Death Row Prisoner Is Executed; Last Words Before Dying Were 'I'm Really Sorry'

A man convicted of raping and murdering a seven year old girl he was babysitting back in 1985 was given the death penalty in Tennessee. After years of filing appeals, the convict was finally denied his last stay of execution by the Supreme Court and faced his sentence. He was put to death by lethal injection on Thursday night. Just before dying, he apologized for his action.

It was Tennessee's first execution in a decade. Billy Ray Irick, a 59-year-old convict who was convicted for the rape and murder of seven-year-old Paula Dyer in 1985, has been sitting on death row ever since. His first execution date was set for May 4, 1987, but his attorney managed to get him a stay of execution by filing an appeal.

Over the next three decades, Irick's attorney managed to keep him alive, filing one appeal after another. He filed an appeal claiming insanity. He filed an appeal claiming the electric chair was unconstitutional. In July, he filed an appeal on the grounds that the state's lethal injection protocol was unconstitutional, and he asked that the drugs being used could be further studied.

Irick's attorney argued that one of the new drugs being used, midazolam, a sedative, may not be effective in preventing the condemned man from feeling pain. Previous inmates had shed tears, gasped, or gulped while being put to death by lethal injection.

This last appeal failed, not surprisingly, as the Supreme Court rarely gives stays of execution. They ruled that the attorney failed to demonstrate any less painful means for the execution, or that the drug would cause torture to the condemned man.

"Today's decision means that Mr.
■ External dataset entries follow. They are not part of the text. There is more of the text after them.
//! Field filters, operators and the plant query engine.
//!
//! # Data Flow
//! ```text
//! URL params (GET /api/garden/filter) ─┐
//! JSON body (POST /api/garden/query) ──┴→ engine.rs (GardenQuery)
//!     → filter.rs (per-table conditions, operator.rs)
//!     → select plants, narrow placements to matching locations/containers
//!     → format.rs (summary | detailed | minimal | ids_only)
//!     → QueryOutcome envelope
//! ```
//!
//! # Design Decisions
//! - Validation happens entirely before execution; a query either runs
//!   in full or fails with a `QueryError`
//! - Filters on different tables intersect through the plant hierarchy

pub mod engine;
pub mod error;
pub mod filter;
pub mod format;
pub mod operator;

pub use engine::{execute, parse_limit, GardenQuery, QueryOutcome};
pub use error::QueryError;
pub use filter::{FieldFilter, TableFilter};
pub use format::ResponseFormat;
pub use operator::{Condition, Operator};
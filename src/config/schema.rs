//! Configuration schema definitions.
//!
//! This module defines the complete configuration structure for the service.
//! All types derive Serde traits for deserialization from config files.

use serde::{Deserialize, Serialize};

/// Root configuration for the garden API.
#[derive(Debug, Clone, Deserialize, Serialize, Default)]
#[serde(default)]
pub struct GardenConfig {
    /// Listener configuration (bind address).
    pub listener: ListenerConfig,

    /// Timeout configuration.
    pub timeouts: TimeoutConfig,

    /// Request size limits.
    pub limits: LimitsConfig,

    /// Rate limiting configuration.
    pub rate_limit: RateLimitConfig,

    /// Query endpoint settings.
    pub query: QueryConfig,

    /// Backing spreadsheet settings.
    pub store: StoreConfig,

    /// Observability settings.
    pub observability: ObservabilityConfig,
}

/// Listener configuration.
#[derive(Debug, Clone, Deserialize, Serialize)]
#[serde(default)]
pub struct ListenerConfig {
    /// Bind address (e.g., "0.0.0.0:5000").
    pub bind_address: String,
}

impl Default for ListenerConfig {
    fn default() -> Self {
        Self {
            bind_address: "0.0.0.0:5000".to_string(),
        }
    }
}

/// Timeout configuration.
#[derive(Debug, Clone, Deserialize, Serialize)]
#[serde(default)]
pub struct TimeoutConfig {
    /// Request timeout (total time for request/response) in seconds.
    pub request_secs: u64,
}

impl Default for TimeoutConfig {
    fn default() -> Self {
        Self { request_secs: 30 }
    }
}

/// Request size limits.
#[derive(Debug, Clone, Deserialize, Serialize)]
#[serde(default)]
pub struct LimitsConfig {
    /// Maximum request body size in bytes.
    pub max_body_bytes: usize,
}

impl Default for LimitsConfig {
    fn default() -> Self {
        Self {
            max_body_bytes: 256 * 1024,
        }
    }
}

/// Rate limiting configuration.
#[derive(Debug, Clone, Deserialize, Serialize)]
#[serde(default)]
pub struct RateLimitConfig {
    /// Enable rate limiting.
    pub enabled: bool,

    /// Sustained requests per second per client IP.
    pub requests_per_second: u32,

    /// Burst capacity.
    pub burst_size: u32,
}

impl Default for RateLimitConfig {
    fn default() -> Self {
        Self {
            enabled: false,
            requests_per_second: 20,
            burst_size: 40,
        }
    }
}

/// Query endpoint settings.
#[derive(Debug, Clone, Deserialize, Serialize)]
#[serde(default)]
pub struct QueryConfig {
    /// Largest accepted `limit` value.
    pub max_limit: usize,
}

impl Default for QueryConfig {
    fn default() -> Self {
        Self { max_limit: 1000 }
    }
}

/// Which store backs the garden.
#[derive(Debug, Clone, Copy, PartialEq, Eq, Deserialize, Serialize, Default)]
#[serde(rename_all = "snake_case")]
pub enum StoreBackend {
    /// Local JSON workbook.
    #[default]
    Workbook,
    /// Hosted Google spreadsheet.
    Sheets,
}

/// Backing store configuration.
#[derive(Debug, Clone, Deserialize, Serialize)]
#[serde(default)]
pub struct StoreConfig {
    pub backend: StoreBackend,

    /// Path of the local workbook file.
    pub workbook_path: String,

    /// Reload the workbook when the file changes.
    pub watch: bool,

    pub sheets: SheetsConfig,
}

impl Default for StoreConfig {
    fn default() -> Self {
        Self {
            backend: StoreBackend::Workbook,
            workbook_path: "garden.json".to_string(),
            watch: false,
            sheets: SheetsConfig::default(),
        }
    }
}

/// Google Sheets connection settings.
#[derive(Debug, Clone, Deserialize, Serialize)]
#[serde(default)]
pub struct SheetsConfig {
    /// Spreadsheet ID from the sheet URL.
    pub spreadsheet_id: String,

    /// OAuth access token. Falls back to `GARDEN_SHEETS_TOKEN`.
    pub access_token: Option<String>,

    /// Sheets API base URL.
    pub api_base: String,

    /// How long a fetched workbook is served from cache.
    pub cache_ttl_secs: u64,

    /// HTTP timeout for Sheets API calls.
    pub timeout_secs: u64,
}

impl Default for SheetsConfig {
    fn default() -> Self {
        Self {
            spreadsheet_id: String::new(),
            access_token: None,
            api_base: "https://sheets.googleapis.com/v4".to_string(),
            cache_ttl_secs: 30,
            timeout_secs: 10,
        }
    }
}

/// Log output format.
#[derive(Debug, Clone, Copy, PartialEq, Eq, Deserialize, Serialize, Default)]
#[serde(rename_all = "snake_case")]
pub enum LogFormat {
    #[default]
    Pretty,
    Json,
}

/// Observability configuration.
#[derive(Debug, Clone, Deserialize, Serialize)]
#[serde(default)]
pub struct ObservabilityConfig {
    /// Log level (trace, debug, info, warn, error) or a full filter directive.
    pub log_level: String,

    pub log_format: LogFormat,

    /// Enable metrics endpoint.
    pub metrics_enabled: bool,

    /// Metrics endpoint bind address.
    pub metrics_address: String,
}

impl Default for ObservabilityConfig {
    fn default() -> Self {
        Self {
            log_level: "garden_db=info,tower_http=info".to_string(),
            log_format: LogFormat::Pretty,
            metrics_enabled: false,
            metrics_address: "0.0.0.0:9090".to_string(),
        }
    }
}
Irick faces a scheduled execution date before the courts have had a chance to thoughtfully consider the challenge to the new lethal injection protocol," said the attorney in a statement.

The mother of Paula Dyer had no sympathy for Irick, who caused her daughter and family immeasurable pain. "What he did to her is the reason he's where he is," said Kathy Jeffers. "She was seven years old, raped, sodomized, and strangled to death. I'm sorry, I feel nothing for his pain. Nothing at all. God, forgive me, but I don't."

The execution was carried out on Thursday evening. Irick had his last meal-- a burger and onion rings-- earlier in the day. The execution chamber blinds were open for witnesses at 7:26 pm. Irick was asked if he had any last words. He sighed and said, "No."

After the drugs began flowing, he said, "I just want to say I’m really sorry and that... that’s it."

Soon after, he coughed, turned purple and passed away. He was pronounced dead at 7:48.

Justice Sonia Sotomayor wrote a passionate dissent to the decision, citing a decision by the state court in a recent lawsuit.

“In refusing to grant Irick a stay, the Court today turns a blind eye to a proven likelihood that the State of Tennessee is on the verge of inflicting several minutes of torturous pain on an inmate in its custody,” the Justice wrote.

“If the law permits this execution to go forward in spite of the horrific final minutes that Irick may well experience,” Sotomayor said, “then we have stopped being a civilized nation and accepted barbarism.”